• Instructions to follow
Among the following entries, how many lines hold the string "KeyValue"? State only the number.

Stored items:
++++++
// CSV report exporter

use super::{cell_text, write_report};
use crate::errors::ExecutionError;
use crate::executor::Exporter;
use crate::models::{ExportArtifact, ExportFormat, ResultSet};
use async_trait::async_trait;
use csv::WriterBuilder;
use std::path::Path;
use tracing::{info, instrument};

/// CSV exporter
#[derive(Debug, Clone)]
pub struct CsvExporter {
    delimiter: u8,
}

impl Default for CsvExporter {
    fn default() -> Self {
        Self { delimiter: b',' }
    }
}

impl CsvExporter {
    pub fn new() -> Self {
        Self::default()
    }

    pub fn with_delimiter(delimiter: char) -> Self {
        Self {
            delimiter: delimiter as u8,
        }
    }

    fn render(&self, data: &ResultSet) -> Result<Vec<u8>, csv::Error> {
        let mut writer = WriterBuilder::new()
            .delimiter(self.delimiter)
            .from_writer(Vec::new());

        writer.write_record(&data.columns)?;
        for row in &data.rows {
            writer.write_record(row.iter().map(cell_text))?;
        }

        writer
            .into_inner()
            .map_err(|e| csv::Error::from(e.into_error()))
    }
}

#[async_trait]
impl Exporter for CsvExporter {
    fn format(&self) -> ExportFormat {
        ExportFormat::Csv
    }

    #[instrument(skip(self, data), fields(rows = data.row_count()))]
    async fn export(
        &self,
        data: &ResultSet,
        destination: &Path,
    ) -> Result<ExportArtifact, ExecutionError> {
        info!(
            "Writing CSV report to: {} with delimiter: {:?}",
            destination.display(),
            self.delimiter as char
        );

        let buffer = self.render(data).map_err(|e| ExecutionError::ExportFailed {
            format: ExportFormat::Csv.to_string(),
            reason: format!("Failed to write CSV record: {}", e),
        })?;

        write_report(destination, buffer, ExportFormat::Csv, data.row_count()).await
    }
}

#[cfg(test)]
mod tests {
    use super::*;
    use serde_json::{json, Value};

    #[tokio::test]
    async fn test_writes_header_then_rows() {
        let dir = tempfile::tempdir().unwrap();
        let destination = dir.path().join("report.csv");
        let data = ResultSet::new(
            vec!["name".to_string(), "amount".to_string(), "note".to_string()],
            vec![
                vec![json!("widget, large"), json!(3), Value::Null],
                vec![json!("gadget"), json!(1.5), json!(false)],
            ],
        );

        let artifact = CsvExporter::new().export(&data, &destination).await.unwrap();
        assert_eq!(artifact.mime_type, "text/csv");

        let written = std::fs::read_to_string(&destination).unwrap();
        assert_eq!(
            written,
            "name,amount,note\n\"widget, large\",3,\ngadget,1.5,false\n"
        );
    }

    #[tokio::test]
    async fn test_custom_delimiter() {
        let dir = tempfile::tempdir().unwrap();
        let destination = dir.path().join("report.csv");
        let data = ResultSet::new(vec!["a".to_string(), "b".to_string()], vec![vec![json!(1), json!(2)]]);

        CsvExporter::with_delimiter(';')
            .export(&data, &destination)
            .await
            .unwrap();
        assert_eq!(std::fs::read_to_string(&destination).unwrap(), "a;b\n1;2\n");
    }
}
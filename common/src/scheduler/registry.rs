// Fire registry - the daemon's in-memory view of upcoming fires

use chrono::{DateTime, Utc};
use std::collections::{BTreeSet, HashMap};

/// Ordered set of `(fire_time, task_id)` with one slot per task.
///
/// Registering a task again replaces its previous fire time. Only the daemon
/// loop touches the registry.
#[derive(Debug, Default)]
pub struct FireRegistry {
    queue: BTreeSet<(DateTime<Utc>, String)>,
    by_id: HashMap<String, DateTime<Utc>>,
}

impl FireRegistry {
    pub fn new() -> Self {
        Self::default()
    }

    pub fn register(&mut self, task_id: &str, fire_at: DateTime<Utc>) {
        if let Some(previous) = self.by_id.insert(task_id.to_string(), fire_at) {
            self.queue.remove(&(previous, task_id.to_string()));
        }
        self.queue.insert((fire_at, task_id.to_string()));
    }

    pub fn remove(&mut self, task_id: &str) -> Option<DateTime<Utc>> {
        let previous = self.by_id.remove(task_id)?;
        self.queue.remove(&(previous, task_id.to_string()));
        Some(previous)
    }

    pub fn fire_time(&self, task_id: &str) -> Option<DateTime<Utc>> {
        self.by_id.get(task_id).copied()
    }

    pub fn contains(&self, task_id: &str) -> bool {
        self.by_id.contains_key(task_id)
    }

    /// Earliest registered fire
    pub fn peek(&self) -> Option<(DateTime<Utc>, &str)> {
        self.queue
            .first()
            .map(|(fire_at, id)| (*fire_at, id.as_str()))
    }

    /// Remove and return every fire due at or before `now`, earliest first
    pub fn pop_due(&mut self, now: DateTime<Utc>) -> Vec<(DateTime<Utc>, String)> {
        let mut due = Vec::new();
        while let Some((fire_at, _)) = self.queue.first() {
            if *fire_at > now {
                break;
            }
            if let Some((fire_at, id)) = self.queue.pop_first() {
                self.by_id.remove(&id);
                due.push((fire_at, id));
            }
        }
        due
    }

    /// Empty the registry, handing back every task's registered fire time
    pub fn take_all(&mut self) -> HashMap<String, DateTime<Utc>> {
        self.queue.clear();
        std::mem::take(&mut self.by_id)
    }

    pub fn clear(&mut self) {
        self.queue.clear();
        self.by_id.clear();
    }

    pub fn len(&self) -> usize {
        self.by_id.len()
    }

    pub fn is_empty(&self) -> bool {
        self.by_id.is_empty()
    }
}
// Telemetry module for structured logging, metrics, and tracing

use crate::config::LogFormat;
use anyhow::Result;
use metrics::{counter, describe_counter, describe_gauge, describe_histogram, gauge, histogram};
use metrics_exporter_prometheus::PrometheusBuilder;
use opentelemetry::trace::TracerProvider as _;
use opentelemetry::{global, KeyValue};
use opentelemetry_otlp::WithExportConfig;
use opentelemetry_sdk::{
    trace::{RandomIdGenerator, Sampler, TracerProvider},
    Resource,
};
use std::net::SocketAddr;
use tracing_subscriber::{
    fmt, layer::SubscriberExt, util::SubscriberInitExt, EnvFilter, Layer, Registry,
};

const SERVICE_NAME: &str = "report-scheduler";

/// Initialize structured logging
///
/// Sets up the tracing subscriber with:
/// - JSON (default) or human-readable formatting
/// - Log levels from `RUST_LOG`, falling back to the configured level
/// - Optional OpenTelemetry export when an OTLP endpoint is configured
#[tracing::instrument(skip_all)]
pub fn init_logging(
    log_level: &str,
    format: LogFormat,
    tracing_endpoint: Option<&str>,
) -> Result<()> {
    let env_filter = EnvFilter::try_from_default_env()
        .or_else(|_| EnvFilter::try_new(log_level))
        .map_err(|e| anyhow::anyhow!("Failed to create env filter: {}", e))?;

    let fmt_layer: Box<dyn Layer<Registry> + Send + Sync> = match format {
        LogFormat::Json => fmt::layer()
            .json()
            .with_current_span(true)
            .with_span_list(true)
            .with_target(true)
            .with_thread_names(true)
            .with_file(true)
            .with_line_number(true)
            .with_filter(env_filter)
            .boxed(),
        LogFormat::Pretty => fmt::layer()
            .with_target(true)
            .with_filter(env_filter)
            .boxed(),
    };

    let registry = tracing_subscriber::registry().with(fmt_layer);

    if let Some(endpoint) = tracing_endpoint.filter(|e| !e.is_empty()) {
        let tracer = init_tracer(endpoint)?;
        let telemetry_layer = tracing_opentelemetry::layer().with_tracer(tracer);
        registry
            .with(telemetry_layer)
            .try_init()
            .map_err(|e| anyhow::anyhow!("Failed to initialize tracing subscriber: {}", e))?;
    } else {
        registry
            .try_init()
            .map_err(|e| anyhow::anyhow!("Failed to initialize tracing subscriber: {}", e))?;
    }

    tracing::info!(
        log_level = log_level,
        log_format = ?format,
        tracing_endpoint = tracing_endpoint,
        "Structured logging initialized"
    );

    Ok(())
}

/// Initialize OpenTelemetry tracer with OTLP exporter
#[tracing::instrument(skip_all)]
fn init_tracer(endpoint: &str) -> Result<opentelemetry_sdk::trace::Tracer> {
    use opentelemetry_sdk::runtime::Tokio;

    let exporter = opentelemetry_otlp::new_exporter()
        .tonic()
        .with_endpoint(endpoint)
        .build_span_exporter()
        .map_err(|e| anyhow::anyhow!("Failed to build span exporter: {}", e))?;

    let tracer_provider = TracerProvider::builder()
        .with_batch_exporter(exporter, Tokio)
        .with_config(
            opentelemetry_sdk::trace::Config::default()
                .with_sampler(Sampler::AlwaysOn)
                .with_id_generator(RandomIdGenerator::default())
                .with_resource(Resource::new(vec![
                    KeyValue::new("service.name", SERVICE_NAME),
                    KeyValue::new("service.version", env!("CARGO_PKG_VERSION")),
                ])),
        )
        .build();

    global::set_tracer_provider(tracer_provider.clone());
    let tracer = tracer_provider.tracer(SERVICE_NAME);

    tracing::info!(
        endpoint = endpoint,
        "OpenTelemetry tracer initialized with OTLP exporter"
    );

    Ok(tracer)
}

/// Flush remaining spans; call on graceful shutdown
pub fn shutdown_tracer() {
    global::shutdown_tracer_provider();
}

/// Initialize Prometheus metrics exporter
///
/// Registers:
/// - task_success_total: successful executions
/// - task_failed_total: failed executions
/// - task_duration_seconds: execution duration
/// - task_skipped_fires_total: fires dropped because the task was still running
/// - scheduler_registered_tasks: tasks currently waiting for a fire
#[tracing::instrument(skip_all)]
pub fn init_metrics(metrics_port: u16) -> Result<()> {
    let addr: SocketAddr = format!("0.0.0.0:{}", metrics_port)
        .parse()
        .map_err(|e| anyhow::anyhow!("Invalid metrics port: {}", e))?;

    PrometheusBuilder::new()
        .with_http_listener(addr)
        .install()
        .map_err(|e| anyhow::anyhow!("Failed to install Prometheus exporter: {}", e))?;

    describe_counter!(
        "task_success_total",
        "Total number of successful task executions"
    );
    describe_counter!("task_failed_total", "Total number of failed task executions");
    describe_histogram!(
        "task_duration_seconds",
        "Duration of task executions in seconds"
    );
    describe_counter!(
        "task_skipped_fires_total",
        "Fires skipped because the task was already running"
    );
    describe_gauge!(
        "scheduler_registered_tasks",
        "Number of tasks waiting for their next fire"
    );

    tracing::info!(
        metrics_port = metrics_port,
        metrics_endpoint = format!("http://0.0.0.0:{}/metrics", metrics_port),
        "Prometheus metrics exporter initialized"
    );

    Ok(())
}

#[inline]
pub fn record_task_success(task_id: &str, task_name: &str) {
    counter!("task_success_total", "task_id" => task_id.to_string(), "task_name" => task_name.to_string()).increment(1);
}

#[inline]
pub fn record_task_failure(task_id: &str, task_name: &str) {
    counter!(
        "task_failed_total",
        "task_id" => task_id.to_string(),
        "task_name" => task_name.to_string()
    )
    .increment(1);
}

#[inline]
pub fn record_task_duration(task_id: &str, task_name: &str, duration_seconds: f64) {
    histogram!(
        "task_duration_seconds",
        "task_id" => task_id.to_string(),
        "task_name" => task_name.to_string()
    )
    .record(duration_seconds);
}

#[inline]
pub fn record_skipped_fire(task_id: &str) {
    counter!("task_skipped_fires_total", "task_id" => task_id.to_string()).increment(1);
}

#[inline]
pub fn update_registered_tasks(count: usize) {
    gauge!("scheduler_registered_tasks").set(count as f64);
}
++++++
• Written solution
3